BEGIN Record excerpts
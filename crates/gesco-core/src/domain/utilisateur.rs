//! Utilisateur et principal authentifié

use chrono::{DateTime, Utc};
use serde::{Deserialize, Serialize};
use validator::Validate;

#[derive(Debug, Clone, Serialize)]
pub struct Utilisateur {
    pub id: i64,
    pub entreprise_id: i64,
    pub role_id: i64,
    pub login: String,
    pub email: Option<String>,
    pub nom: Option<String>,
    pub prenom: Option<String>,
    #[serde(skip_serializing)]
    pub password_hash: String,
    pub is_active: bool,
    pub last_login_at: Option<DateTime<Utc>>,
    pub created_at: DateTime<Utc>,
    pub updated_at: DateTime<Utc>,
    #[serde(skip_serializing)]
    pub deleted_at: Option<DateTime<Utc>>,
}

/// L'utilisateur agissant, réduit aux champs utiles à l'autorisation.
/// Le `entreprise_id` fait foi : c'est celui de la ligne utilisateur,
/// pas celui du token.
#[derive(Debug, Clone, Copy, PartialEq, Eq)]
pub struct Principal {
    pub user_id: i64,
    pub entreprise_id: i64,
    pub role_id: i64,
    pub is_active: bool,
}

impl From<&Utilisateur> for Principal {
    fn from(u: &Utilisateur) -> Self {
        Self {
            user_id: u.id,
            entreprise_id: u.entreprise_id,
            role_id: u.role_id,
            is_active: u.is_active,
        }
    }
}

/// Données d'insertion (mot de passe déjà haché par le service).
#[derive(Debug, Clone)]
pub struct NewUtilisateur {
    pub entreprise_id: i64,
    pub role_id: i64,
    pub login: String,
    pub email: Option<String>,
    pub nom: Option<String>,
    pub prenom: Option<String>,
    pub password_hash: String,
    pub is_active: bool,
}

#[derive(Debug, Deserialize, Validate)]
pub struct UtilisateurCreate {
    pub entreprise_id: i64,
    pub role_id: i64,
    #[validate(length(min = 1, max = 50))]
    pub login: String,
    #[validate(email)]
    pub email: Option<String>,
    pub nom: Option<String>,
    pub prenom: Option<String>,
    #[validate(length(min = 8))]
    pub mot_de_passe: String,
    #[serde(default = "default_true")]
    pub is_active: bool,
}

#[derive(Debug, Default, Deserialize, Validate)]
pub struct UtilisateurUpdate {
    pub role_id: Option<i64>,
    #[validate(email)]
    pub email: Option<String>,
    pub nom: Option<String>,
    pub prenom: Option<String>,
    #[validate(length(min = 8))]
    pub mot_de_passe: Option<String>,
    pub is_active: Option<bool>,
}

fn default_true() -> bool {
    true
}
//! Password hashing with bcrypt
//!
//! The cost factor comes from configuration (`BCRYPT_ROUNDS`, 4..=18). The
//! produced hash is self-describing (salt and cost embedded), so `verify`
//! only needs the stored string.

use thiserror::Error;

#[derive(Error, Debug)]
pub enum PasswordError {
    #[error("Hash error: {0}")]
    Hash(String),
}

#[derive(Debug, Clone, Copy)]
pub struct PasswordService {
    rounds: u32,
}

impl PasswordService {
    pub fn new(rounds: u32) -> Self {
        Self { rounds }
    }

    pub fn hash(&self, password: &str) -> Result<String, PasswordError> {
        bcrypt::hash(password, self.rounds).map_err(|e| PasswordError::Hash(e.to_string()))
    }

    /// Constant-time check of a cleartext candidate against a stored hash.
    /// A malformed stored hash verifies as false instead of erroring.
    pub fn verify(&self, password: &str, hash: &str) -> bool {
        bcrypt::verify(password, hash).unwrap_or(false)
    }
}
END Record excerpts
Problem requirements: Give back the data exactly.

Response to the task:
filename crates/gesco-core/src/domain/utilisateur.rs
//! Utilisateur et principal authentifié

use chrono::{DateTime, Utc};
use serde::{Deserialize, Serialize};
use validator::Validate;

#[derive(Debug, Clone, Serialize)]
pub struct Utilisateur {
    pub id: i64,
    pub entreprise_id: i64,
    pub role_id: i64,
    pub login: String,
    pub email: Option<String>,
    pub nom: Option<String>,
    pub prenom: Option<String>,
    #[serde(skip_serializing)]
    pub password_hash: String,
    pub is_active: bool,
    pub last_login_at: Option<DateTime<Utc>>,
    pub created_at: DateTime<Utc>,
    pub updated_at: DateTime<Utc>,
    #[serde(skip_serializing)]
    pub deleted_at: Option<DateTime<Utc>>,
}

/// L'utilisateur agissant, réduit aux champs utiles à l'autorisation.
/// Le `entreprise_id` fait foi : c'est celui de la ligne utilisateur,
/// pas celui du token.
#[derive(Debug, Clone, Copy, PartialEq, Eq)]
pub struct Principal {
    pub user_id: i64,
    pub entreprise_id: i64,
    pub role_id: i64,
    pub is_active: bool,
}

impl From<&Utilisateur> for Principal {
    fn from(u: &Utilisateur) -> Self {
        Self {
            user_id: u.id,
            entreprise_id: u.entreprise_id,
            role_id: u.role_id,
            is_active: u.is_active,
        }
    }
}

/// Données d'insertion (mot de passe déjà haché par le service).
#[derive(Debug, Clone)]
pub struct NewUtilisateur {
    pub entreprise_id: i64,
    pub role_id: i64,
    pub login: String,
    pub email: Option<String>,
    pub nom: Option<String>,
    pub prenom: Option<String>,
    pub password_hash: String,
    pub is_active: bool,
}

#[derive(Debug, Deserialize, Validate)]
pub struct UtilisateurCreate {
    pub entreprise_id: i64,
    pub role_id: i64,
    #[validate(length(min = 1, max = 50))]
    pub login: String,
    #[validate(email)]
    pub email: Option<String>,
    pub nom: Option<String>,
    pub prenom: Option<String>,
    #[validate(length(min = 8))]
    pub mot_de_passe: String,
    #[serde(default = "default_true")]
    pub is_active: bool,
}

#[derive(Debug, Default, Deserialize, Validate)]
pub struct UtilisateurUpdate {
    pub role_id: Option<i64>,
    #[validate(email)]
    pub email: Option<String>,
    pub nom: Option<String>,
    pub prenom: Option<String>,
    #[validate(length(min = 8))]
    pub mot_de_passe: Option<String>,
    pub is_active: Option<bool>,
}

fn default_true() -> bool {
    true
}
//! Password hashing with bcrypt
//!
//! The cost factor comes from configuration (`BCRYPT_ROUNDS`, 4..=18). The
//! produced hash is self-describing (salt and cost embedded), so `verify`
//! only needs the stored string.

use thiserror::Error;

#[derive(Error, Debug)]
pub enum PasswordError {
    #[error("Hash error: {0}")]
    Hash(String),
}

#[derive(Debug, Clone, Copy)]
pub struct PasswordService {
    rounds: u32,
}

impl PasswordService {
    pub fn new(rounds: u32) -> Self {
        Self { rounds }
    }

    pub fn hash(&self, password: &str) -> Result<String, PasswordError> {
        bcrypt::hash(password, self.rounds).map_err(|e| PasswordError::Hash(e.to_string()))
    }

    /// Constant-time check of a cleartext candidate against a stored hash.
    /// A malformed stored hash verifies as false instead of erroring.
    pub fn verify(&self, password: &str, hash: &str) -> bool {
        bcrypt::verify(password, hash).unwrap_or(false)
    }
}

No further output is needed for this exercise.